Продайте же мне, академик, кусочек того будущего, которое вы завещаете через пятьдесят лет своим белобрысым потомкам, продолжал Копытман. Дайте и нашим черномазым. Тоже есдь люди, не говоря уже о правах человека, которые мы все так уважаем.
Выгода моих внуков, рвал на себе волосы Копытман, моя выгода. Привалов задумался. Грубая и несколько юродивая форма, в которой Копытман излагал свои мысли, отчасти противоречила абстрактности его взгляда на будущее. Он думает, что я стану академиком, соображал Привалов. Ну допустим. Очень неплохо и весьма вероятно. И он хочет, чтобы его дети захватили свистуновский архив за границей. Но он хочет, чтобы это было законно. Им нужен не захват, а право. Господи, куда же мы идем?
Копытман между тем перестал корчить из себя старого еврея и деловито наблюдал за тяжелыми размышлениями Привалова. Чувствуя, что Привалоз в затруднении, он вздохнул и сказал, что попробует объяснить еще раз. Я начну с конца, сказал Копытман. Нам нужна от вас бумажка, в которой было бы написано, что вы поручаете квалифицированным специалистам таким-то и таким-то работать в архиве Свистунова и делать соответствующие публикации.

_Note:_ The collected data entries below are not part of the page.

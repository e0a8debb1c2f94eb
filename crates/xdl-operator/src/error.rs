//! Operator error types

use std::path::PathBuf;

use crate::config::ConfigError;

#[derive(Debug, thiserror::Error)]
pub enum Error {
    #[error("{0}")]
    Config(#[from] ConfigError),

    #[error("failed to read manifest {path}: {source}")]
    ReadManifest {
        path: PathBuf,
        source: std::io::Error,
    },

    #[error("yaml error: {0}")]
    Yaml(#[from] serde_yaml::Error),

    #[error("serialization error: {0}")]
    Serialization(#[from] serde_json::Error),

    #[error("kubernetes error: {0}")]
    Kube(#[from] kube::Error),

    #[error("timed out waiting for CRD {0} to be established")]
    CrdNotEstablished(String),

    #[error("failed waiting for CRD: {0}")]
    CrdWait(#[from] kube::runtime::wait::Error),

    #[error("logging setup failed: {0}")]
    Logging(String),
}

pub type Result<T, E = Error> = std::result::Result<T, E>;
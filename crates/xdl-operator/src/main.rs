//! XDL operator - defaults XDLJob resources

use std::fmt::Display;
use std::future::Future;
use std::path::{Path, PathBuf};
use std::time::Duration;

use clap::{Parser, Subcommand};
use futures::{Stream, StreamExt};
use k8s_openapi::apiextensions_apiserver::pkg::apis::apiextensions::v1::CustomResourceDefinition;
use kube::{
    api::{Api, Patch, PatchParams, ResourceExt},
    core::CustomResourceExt,
    runtime::{
        wait::{await_condition, conditions},
        watcher, WatchStreamExt,
    },
    Client,
};
use tracing::{debug, info, warn};

use xdl_operator::{telemetry, Defaulter, Error, JobDefaults, Result, XDLJob};

const CRD_NAME: &str = "xdljobs.xdl.kubedl.io";
const FIELD_MANAGER: &str = "xdl-operator";
const CRD_ESTABLISH_TIMEOUT: Duration = Duration::from_secs(10);

#[derive(Parser, Debug)]
#[command(name = "xdl-operator", version)]
#[command(about = "Fills in defaults for XDLJob resources")]
struct Args {
    /// TOML file overriding the built-in defaults
    #[arg(short, long, global = true)]
    config: Option<PathBuf>,

    /// Log as JSON lines
    #[arg(long, global = true)]
    json_logs: bool,

    #[command(subcommand)]
    command: Commands,
}

#[derive(Subcommand, Debug)]
enum Commands {
    /// Default an XDLJob manifest and print the result
    Default {
        /// Path to the XDLJob YAML manifest
        #[arg(short, long)]
        file: PathBuf,
    },
    /// Install the CRD and default XDLJobs as they are applied
    Watch,
}

#[tokio::main]
async fn main() {
    let args = Args::parse();

    if let Err(e) = run(args).await {
        eprintln!("Error: {}", e);
        std::process::exit(1);
    }
}

async fn run(args: Args) -> Result<()> {
    telemetry::init_logging(args.json_logs)?;

    let defaults = match &args.config {
        Some(path) => JobDefaults::load(path)?,
        None => JobDefaults::default(),
    };
    info!(
        clean_pod_policy = %defaults.clean_pod_policy,
        restart_policy = %defaults.restart_policy,
        backoff_limit = defaults.backoff_limit,
        port = defaults.port,
        "loaded job defaults"
    );

    match args.command {
        Commands::Default { file } => default_manifest(&file, &defaults),
        Commands::Watch => watch(&defaults).await,
    }
}

fn default_manifest(path: &Path, defaults: &JobDefaults) -> Result<()> {
    let content = std::fs::read_to_string(path).map_err(|source| Error::ReadManifest {
        path: path.to_path_buf(),
        source,
    })?;
    let mut job: XDLJob = serde_yaml::from_str(&content)?;
    job.set_defaults(defaults);
    print!("{}", serde_yaml::to_string(&job)?);
    Ok(())
}

async fn watch(defaults: &JobDefaults) -> Result<()> {
    let client = Client::try_default().await?;
    let crds: Api<CustomResourceDefinition> = Api::all(client.clone());

    info!(crd = CRD_NAME, "installing CRD");
    crds.patch(
        CRD_NAME,
        &PatchParams::apply(FIELD_MANAGER).force(),
        &Patch::Apply(XDLJob::crd()),
    )
    .await?;

    tokio::time::timeout(
        CRD_ESTABLISH_TIMEOUT,
        await_condition(crds, CRD_NAME, conditions::is_crd_established()),
    )
    .await
    .map_err(|_| Error::CrdNotEstablished(CRD_NAME.to_string()))??;
    info!(crd = CRD_NAME, "CRD established");

    let jobs: Api<XDLJob> = Api::default_namespaced(client);
    let apply_stream = watcher(jobs.clone(), watcher::Config::default())
        .default_backoff()
        .applied_objects()
        .boxed();
    let api = &jobs;
    drive_applied(apply_stream, move |job| async move {
        let name = job.name_any();
        if let Err(e) = patch_defaults(api, job, defaults).await {
            warn!(job = %name, error = %e, "failed to apply defaults");
        }
    })
    .await;

    Ok(())
}

/// Hand every applied job to `handle` until the stream ends.
///
/// Stream errors are logged and skipped; the backoff on the watcher takes
/// care of reconnecting.
async fn drive_applied<S, E, F, Fut>(mut stream: S, mut handle: F)
where
    S: Stream<Item = std::result::Result<XDLJob, E>> + Unpin,
    E: Display,
    F: FnMut(XDLJob) -> Fut,
    Fut: Future<Output = ()>,
{
    while let Some(event) = stream.next().await {
        match event {
            Ok(job) => handle(job).await,
            Err(e) => warn!(error = %e, "watch stream error, retrying"),
        }
    }
}

/// Default `job` and merge-patch its spec back if anything changed
async fn patch_defaults(api: &Api<XDLJob>, mut job: XDLJob, defaults: &JobDefaults) -> Result<()> {
    let name = job.name_any();
    let before = job.spec.clone();
    job.set_defaults(defaults);

    if job.spec == before {
        debug!(job = %name, "job already defaulted");
        return Ok(());
    }

    let mut spec = serde_json::to_value(&job.spec)?;
    // Merge patches only add keys; renamed role keys must be nulled explicitly.
    if let Some(roles) = spec
        .get_mut("xdlReplicaSpecs")
        .and_then(serde_json::Value::as_object_mut)
    {
        for old in before.xdl_replica_specs.keys() {
            if !job.spec.xdl_replica_specs.contains_key(old) {
                roles.insert(old.to_string(), serde_json::Value::Null);
            }
        }
    }

    let patch = serde_json::json!({ "spec": spec });
    api.patch(&name, &PatchParams::default(), &Patch::Merge(&patch))
        .await?;
    info!(job = %name, "applied defaults");
    Ok(())
}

Но зачем? Зачем вам мое согласие? Вы же сами говорите, что и без меня можете прихватить архив.
Копытман вздохнул. Как видно, у него не было никакого желания объяснить все Привалову начистоту. Он, наверное, не собирался его просвещать относительно таких вещей, в которых Привалов по молодости и профессиональной ограниченности ничего не смыслил. Но делать было нечего.
Вы, как видно, не все до конца правильно понимаете, сказал он тихо и все еще не очень решительно. Вы не имеете широкого взгляда на вещи. Во-первых, кто такой Фрадкин? Никто. А если он станет ученик и даже коллега Привалова? Совсем иначе звучит. Американцам это должно прийтись по вкусу. Вы, наверное, думаете, американцам достаточно, что Фрадкин покинул Советский Союз? Вы думаете, его за одно это пригреют? Может быть, вы хотите, чтобы его за красивые глаза взяли? Не-ет. Так не бывает. Даже на страшном суде и то с каждого будут спрашивать анкету.